Marco Antonio Pani: nato a Sassari nel 1966, compie studi classici e artistici e si diploma come esperto nella gestione degli audiovisivi nel 1990. Lavora come operatore e montatore in tv private, poi come regista e sceneggiatore realizza più di trenta documentari turistici, archeologici e di storia dell’arte.
Nel 2000 vince il Premio Kodak al Festival Filmvideo 2000 con il corto di finzione Chinotto.
Trasferitosi a Barcellona, si diploma nel 2002 in regia cinematografica e nel 2007 in direzione della fotografia presso il Centre d’Estudis Cinematográfics de Catalunya.
In quegli anni realizza, col finanziamento del Ministero della Cultura spagnolo, il cortometraggio di finzione Las Puertas del Mundo Niño e altri due cortometraggi Ladrones de zanahorias e Charcos, entrambi selezionati dal Festival Visioni Italiane di Bologna.
Dopo il documentario Els Pintors Catalans a Sardenya è la volta del cortometraggio etnografico di fiction Panas col quale si aggiudica il Premio Avisa per progetti di antropologia visuale dell’ISRE di Nuoro. Nel 2009/2010 realizza il documentario Arturo torna dal Brasile, Primo Premio al Concorso per progetti “Storie di Emigrati Sardi”. Nel 2013, oltre a Capo e Croce, firma il film di montaggio ÌSURA DA FILMÀ, su immagini di Fiorenzo Serra, con le musiche da Paolo Fresu.

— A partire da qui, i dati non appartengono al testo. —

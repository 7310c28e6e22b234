use super::state::AppState;
use axum::body::Body;
use axum::extract::State;
use axum::http::header::CACHE_CONTROL;
use axum::http::{HeaderValue, Request};
use axum::middleware::Next;
use axum::response::Response;
use std::sync::Arc;

/// Cache-control policy by path class. The edge worker applies the same
/// classification, so origin and edge never disagree. `processed_dir` is
/// the configured variant directory under the media root.
pub fn policy_for_path(processed_dir: &str, path: &str) -> &'static str {
    if path.starts_with("/media/") {
        let marker = format!("/{}/", processed_dir);
        if path.contains(&marker) {
            // Variant URLs carry a content hash, safe to cache forever.
            "public, max-age=31536000, immutable"
        } else {
            "public, max-age=2592000"
        }
    } else if path.starts_with("/api/gallery") {
        "public, max-age=60, stale-while-revalidate=300"
    } else if path.starts_with("/api/") {
        "no-cache"
    } else if path.starts_with("/static/") {
        "public, max-age=2592000"
    } else {
        "no-cache"
    }
}

pub async fn apply_cache_policy(
    State(state): State<Arc<AppState>>,
    request: Request<Body>,
    next: Next,
) -> Response {
    let policy = policy_for_path(&state.config.media.processed_dir, request.uri().path());
    let mut response = next.run(request).await;
    response
        .headers_mut()
        .insert(CACHE_CONTROL, HeaderValue::from_static(policy));
    response
}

Attualmente insegna regia cinematografica nella facoltà di scienze della comunicazione dell'Universitat Internacional de Catalunya, a Barcellona.
Questo è un piccolo film autoprodotto e è concepito come un triplo ritratto. Quello di una foresta di sughere, appunto, nei giorni in cui il sughero delle querce viene raccolto (ogni dieci anni, perché tanto è il tempo che la corteccia impiega per rigenerarsi. Quello degli uomini che con duro lavoro e con rispetto portano a termine questa raccolta. Quello di una persona che con dedizione e passione ha voluto che a fare il lavoro fossero gli abitanti del villaggio cui la foresta appartiene. Il suo villaggio. Veniamo a conoscenza di quest’ultima vicenda dalla voce narrante della persona che ha perseguito e raggiunto l’obiettivo, il sogno della sua vita, testimonianza di un legame con la terra, le sue tradizioni, la sua capacità di accogliere le comunità umane e restituire loro i benefici che può garantire.